Giustizia da Marat, codesta, non da un nipote di Cesare Beccaria!
Tuttavia, la maggior parte del poemetto è tale che s'intende come fin
l'autore del Romanzo non potesse che compiacersene. E l'apostrofe
alla regione nativa, nel canto IV, pur con tutti gli spunti e
pariniani e alfieriani e montiani che vi si potrebbero additare, è già
schiettamente manzoniana. Chi non lo sa? La bella utopia repubblicana,
classicamente drappeggiata, che era valsa a commuovere, negli anni
più propensi all'entusiasmo, poeti e pensatori, dal Montesquieu
all'Alfieri, e per un momento anche l'austero cantore del _Giorno_,
non aveva, tradotta dal regno dei sogni in quello della realtà,
nulla mantenuto delle sue rosee promesse.

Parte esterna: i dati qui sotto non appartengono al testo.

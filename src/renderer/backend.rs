//! Narrow interface between the batching core and a graphics API.
//!
//! The renderer never touches GPU objects directly. It drives a
//! [`RenderBackend`] through opaque ids handed out by whatever created the
//! resources (see [`RecordingBackend`](super::RecordingBackend) and
//! [`WgpuBackend`](super::WgpuBackend)).

use crate::asset::Resources;

macro_rules! backend_id {
    ($(#[$meta:meta])* $name:ident) => {
        $(#[$meta])*
        #[derive(Debug, Clone, Copy, PartialEq, Eq, Hash, PartialOrd, Ord)]
        pub struct $name(pub u32);

        impl $name {
            pub fn index(self) -> usize {
                self.0 as usize
            }
        }
    };
}

backend_id!(
    /// GPU buffer (vertex, index, instance stream, indirect or uniform).
    BufferId
);
backend_id!(
    /// Linked shader program.
    ShaderId
);
backend_id!(
    /// Sampled texture (2D or cube).
    TextureId
);
backend_id!(
    /// Vertex array object: vertex/instance stream bindings plus an index buffer.
    VertexArrayId
);

#[derive(Debug, thiserror::Error)]
pub enum BackendError {
    #[error("unknown buffer {0:?}")]
    UnknownBuffer(BufferId),
    #[error("unknown shader program {0:?}")]
    UnknownProgram(ShaderId),
    #[error("unknown texture {0:?}")]
    UnknownTexture(TextureId),
    #[error("unknown vertex array {0:?}")]
    UnknownVertexArray(VertexArrayId),
    #[error("program {program:?} has no uniform named '{name}'")]
    UnknownUniform { program: ShaderId, name: String },
    #[error("no uniform block named '{0}' is registered")]
    UnknownUniformBlock(String),
    #[error("write of {len} bytes at offset {offset} overflows buffer {buffer:?} ({size} bytes)")]
    WriteOutOfRange {
        buffer: BufferId,
        offset: u64,
        len: usize,
        size: u64,
    },
    #[error("buffer copy at offset {offset} is not {alignment}-byte aligned")]
    Misaligned { offset: u64, alignment: u64 },
    #[error("texture unit {unit} exceeds the {max} available units")]
    UnitOutOfRange { unit: u32, max: u32 },
    #[error("no program is in use")]
    NoProgram,
    #[error("no vertex array is bound")]
    NoVertexArray,
    #[error("no indirect buffer is bound")]
    NoIndirectBuffer,
    #[error("draw issued outside of a frame")]
    NoActiveFrame,
    #[error("device error: {0}")]
    Device(String),
}

/// Graphics primitives the batching core consumes.
///
/// Calls arrive strictly in program order from a single render thread;
/// implementations may assume state set by one call is visible to the next.
pub trait RenderBackend {
    /// Byte-range edit of a GPU-resident buffer.
    fn write_buffer(&mut self, buffer: BufferId, byte_offset: u64, data: &[u8])
        -> Result<(), BackendError>;

    fn use_program(&mut self, program: ShaderId) -> Result<(), BackendError>;

    fn release_program(&mut self, program: ShaderId);

    /// Uploads an `int[]` uniform; used for the texture-unit table.
    fn set_int_array(&mut self, program: ShaderId, name: &str, values: &[i32])
        -> Result<(), BackendError>;

    /// Connects the named uniform block to `program`.
    fn attach_uniform_block(&mut self, program: ShaderId, block: &str) -> Result<(), BackendError>;

    fn bind_vertex_array(&mut self, vertex_array: VertexArrayId) -> Result<(), BackendError>;

    /// Makes `texture` sampleable through hardware unit `unit`.
    fn bind_texture(&mut self, texture: TextureId, unit: u32) -> Result<(), BackendError>;

    fn bind_indirect_buffer(&mut self, buffer: BufferId) -> Result<(), BackendError>;

    /// Whether `vertex_array` currently has an index buffer attached.
    fn index_buffer_bound(&self, vertex_array: VertexArrayId) -> bool;

    /// Indexed triangle draw of `index_count` indices from offset zero.
    fn draw_indexed(&mut self, index_count: u32) -> Result<(), BackendError>;

    /// Reads `command_count` indexed indirect commands from offset zero of the
    /// bound indirect buffer.
    fn multi_draw_indexed_indirect(&mut self, command_count: u32) -> Result<(), BackendError>;
}

/// Everything a renderer call needs from the outside world.
pub struct RenderCtx<'a> {
    pub resources: &'a Resources,
    pub backend: &'a mut dyn RenderBackend,
}

impl<'a> RenderCtx<'a> {
    #[inline]
    pub fn new(resources: &'a Resources, backend: &'a mut dyn RenderBackend) -> Self {
        Self { resources, backend }
    }
}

A una tirannia decrepita e
slombata, se n'era sostituita un'altra, incomposta, intraprendente,
procacciante, audace, volgare, perchè d'una moltitudine impreparata,
inesperta, incapace, e avida di saziarsi e d'inebriarsi di quei vizi
medesimi dei quali era stata fin allora spettatrice e biasimatrice
invidiosa. Il Parini n'era morto corrucciato; e Vittorio Alfieri
faceva, in quegli ultimi inoperosi anni della sua vita già tanto
agitata, «dolce l'ira sua nel suo segreto», preparando agl'Italiani,
nel _Misogallo_, il suo testamento politico.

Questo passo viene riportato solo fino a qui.